The most pressing bioethics issue is that of safety. CRISPR will not be in the clinic for a long time because, just as with its predecessors, ZFNs and TALENS, it sometimes cuts the DNA in the wrong spot. Off-target cutting can be lethal to cells. Much of the current research on CRISPR is finding ways to ensure accurate editing. Even being off by one nucleotide can wreak havoc on an organism, so until gene editing becomes more accurate, it will continue to be limited to studying model diseases or possibly for stem cell research.
Another ethical issued is raised by Harvard scientist George Church in Young’s MIT Technology Review article. He points out that once gene editing is able to cure diseases, “some scientists will be tempted to use it to engineer embryos during in vitro fertilization. Researchers have already shown that genome editing can rewrite DNA sequences in rat and mouse embryos, and in late January, researchers in China reported that they had created genetically modified monkeys using CRISPR. With such techniques, a person’s genome might be edited before birth—or, if changes were made to the eggs or sperm-producing cells of a prospective parent, even before conception.”
This brings up issues of autonomy and human dignity. Gene editing techniques could/might allow parents to make genetic decisions for their children. Furthermore, as we have seen with the American eugenics movement, fear of mental illness or other culturally driven preferences may lead some parents to decide to have their embryo’s genome edited without fully understanding the complex genetic basis, if there is a genetic basis, behind these traits. This delves into even more fundamental questions on the role that genetics plays in determining our traits.
The human genome is complex, and scientists are still learning the nuances of the genetic code and how genes are expressed.
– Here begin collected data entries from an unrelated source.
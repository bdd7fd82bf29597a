//! Workout plan CLI command

use clap::Args;

use crate::display::format_workout_plan;
use crate::error::{FitcoachError, FitcoachResult};
use crate::models::{Goal, Location};
use crate::services::TrackerService;
use crate::workouts::plan_for;

/// Arguments for the workout command
#[derive(Args)]
pub struct WorkoutArgs {
    /// Location to plan for instead of the profile's (home, gym)
    #[arg(short, long)]
    pub location: Option<String>,
    /// Goal to plan for instead of the profile's (lose, maintain, gain)
    #[arg(short, long)]
    pub goal: Option<String>,
}

/// Show the workout plan for the profile, or for the overrides given
pub fn handle_workout_command(tracker: &TrackerService<'_>, args: WorkoutArgs) -> FitcoachResult<()> {
    let location = match args.location {
        Some(s) => Location::parse(&s)
            .ok_or_else(|| FitcoachError::Validation(format!("Invalid location: '{}'", s)))?,
        None => tracker.profile().location,
    };
    let goal = match args.goal {
        Some(s) => Goal::parse(&s)
            .ok_or_else(|| FitcoachError::Validation(format!("Invalid goal: '{}'", s)))?,
        None => tracker.profile().goal,
    };

    print!("{}", format_workout_plan(location, goal, plan_for(location, goal)));
    Ok(())
}
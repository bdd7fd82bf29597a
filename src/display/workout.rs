//! Workout plan display

use crate::models::{Goal, Location};
use crate::workouts::WorkoutBlock;

/// Format a plan as titled blocks of exercises with video links
pub fn format_workout_plan(location: Location, goal: Goal, blocks: &[WorkoutBlock]) -> String {
    let mut output = format!("Workout plan: {} / {}\n", location, goal);

    for block in blocks {
        output.push_str(&format!("\n{}\n", block.title));
        for exercise in block.exercises {
            output.push_str(&format!(
                "  • {:<28} {:<10} {}\n",
                exercise.name, exercise.reps, exercise.video
            ));
        }
    }

    output
}
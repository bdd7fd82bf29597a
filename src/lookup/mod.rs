//! External food lookup
//!
//! When a food is missing from the reference table the tracker asks a
//! `FoodLookup` for candidates and uses the first one. Any failure is treated
//! the same as "not found".

pub mod memory;
pub mod open_food_facts;

pub use memory::InMemoryLookup;
pub use open_food_facts::{OpenFoodFactsClient, OpenFoodFactsConfig};

use crate::error::FitcoachResult;
use crate::models::FoodItem;

/// Source of food candidates for a free-text query
pub trait FoodLookup {
    /// Search for foods matching `query`, best candidates first
    ///
    /// Returned items always carry a positive energy value.
    fn search(&self, query: &str) -> FitcoachResult<Vec<FoodItem>>;
}
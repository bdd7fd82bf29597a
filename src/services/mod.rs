//! Service layer for FitCoach
//!
//! The service layer provides the user-facing actions on top of the storage
//! layer and the accounting engine, handling validation, persistence, and
//! audit logging.

pub mod tracker;

pub use tracker::{DaySummary, DayTotal, FitPortion, FoodOrigin, TrackerService};
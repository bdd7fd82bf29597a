//! Canned workout plans
//!
//! A static table keyed by training location and goal. Each plan is a list of
//! titled blocks; each block lists exercises with a rep scheme and a video.

mod plans;

use crate::models::{Goal, Location};

/// One exercise in a block
#[derive(Debug, Clone, Copy, PartialEq, Eq)]
pub struct Exercise {
    pub name: &'static str,
    /// Sets × reps or duration, as free text
    pub reps: &'static str,
    pub video: &'static str,
}

/// A titled group of exercises done in one session
#[derive(Debug, Clone, Copy, PartialEq, Eq)]
pub struct WorkoutBlock {
    pub title: &'static str,
    pub exercises: &'static [Exercise],
}

/// The plan for a location and goal; never empty
pub fn plan_for(location: Location, goal: Goal) -> &'static [WorkoutBlock] {
    match (location, goal) {
        (Location::Home, Goal::Lose) => plans::HOME_LOSE,
        (Location::Home, Goal::Maintain) => plans::HOME_MAINTAIN,
        (Location::Home, Goal::Gain) => plans::HOME_GAIN,
        (Location::Gym, Goal::Lose) => plans::GYM_LOSE,
        (Location::Gym, Goal::Maintain) => plans::GYM_MAINTAIN,
        (Location::Gym, Goal::Gain) => plans::GYM_GAIN,
    }
}
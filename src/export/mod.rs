//! Export module for FitCoach
//!
//! Exports one user's data in several formats:
//! - CSV: the food log, one row per entry (spreadsheet-compatible)
//! - JSON: profile and full history, machine-readable
//! - YAML: the same document as JSON, human-readable

pub mod csv;
pub mod json;
pub mod yaml;

pub use self::csv::export_log_csv;
pub use json::{export_user_json, ExportMetadata, UserExport, EXPORT_SCHEMA_VERSION};
pub use yaml::export_user_yaml;
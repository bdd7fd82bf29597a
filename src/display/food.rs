//! Food table, search and fit-portion display

use tabled::settings::Style;
use tabled::{Table, Tabled};

use crate::models::FoodItem;
use crate::services::{FitPortion, FoodOrigin};

#[derive(Tabled)]
struct FoodRow {
    #[tabled(rename = "Food")]
    name: String,
    #[tabled(rename = "kcal/100g")]
    kcal100: String,
    #[tabled(rename = "P")]
    protein: String,
    #[tabled(rename = "F")]
    fat: String,
    #[tabled(rename = "C")]
    carbs: String,
    #[tabled(rename = "Source")]
    source: &'static str,
}

fn food_row(food: &FoodItem, origin: FoodOrigin) -> FoodRow {
    FoodRow {
        name: food.name.clone(),
        kcal100: format!("{}", food.kcal100),
        protein: format!("{:.1}", food.protein),
        fat: format!("{:.1}", food.fat),
        carbs: format!("{:.1}", food.carbs),
        source: match origin {
            FoodOrigin::Table => "table",
            FoodOrigin::Lookup => "online",
        },
    }
}

/// Format the reference table
pub fn format_food_table(foods: &[FoodItem]) -> String {
    if foods.is_empty() {
        return "The food table is empty.\n".to_string();
    }

    let mut table = Table::new(foods.iter().map(|f| food_row(f, FoodOrigin::Table)));
    table.with(Style::rounded());
    format!("{}\n", table)
}

/// Format search candidates from the table and the lookup
pub fn format_search_results(query: &str, results: &[(FoodItem, FoodOrigin)]) -> String {
    if results.is_empty() {
        return format!("No foods match \"{}\".\n", query);
    }

    let mut table = Table::new(results.iter().map(|(f, o)| food_row(f, *o)));
    table.with(Style::rounded());
    format!("{}\n", table)
}

/// Format a fit-portion answer
pub fn format_fit_portion(fit: &FitPortion) -> String {
    if fit.grams == 0 {
        return format!(
            "No room left for {}: the daily limit is exhausted.\n",
            fit.food.name
        );
    }

    let budget_note = if fit.from_override {
        "your budget"
    } else {
        "today's remaining budget"
    };

    format!(
        "{} g of {} fits {} of {:.0} kcal.\n",
        fit.grams, fit.food.name, budget_note, fit.budget
    )
}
While using CRISPR technology to study disease in animal models seems to have a practical value, the consequences of editing certain genes in the human genome are still largely unknown. There are a small number of genetic diseases that are directly due to a particular error in the genetic code, but many diseases are due to a complexity of factors in which it’s unclear whether genetic editing would do more harm than good.
For an academic review article on ZFNs, TALENs, and CRISPR, see Trends in Biotechnology, Volume 31, Issue 7, 397-405, 09 May 2013. Subscription required.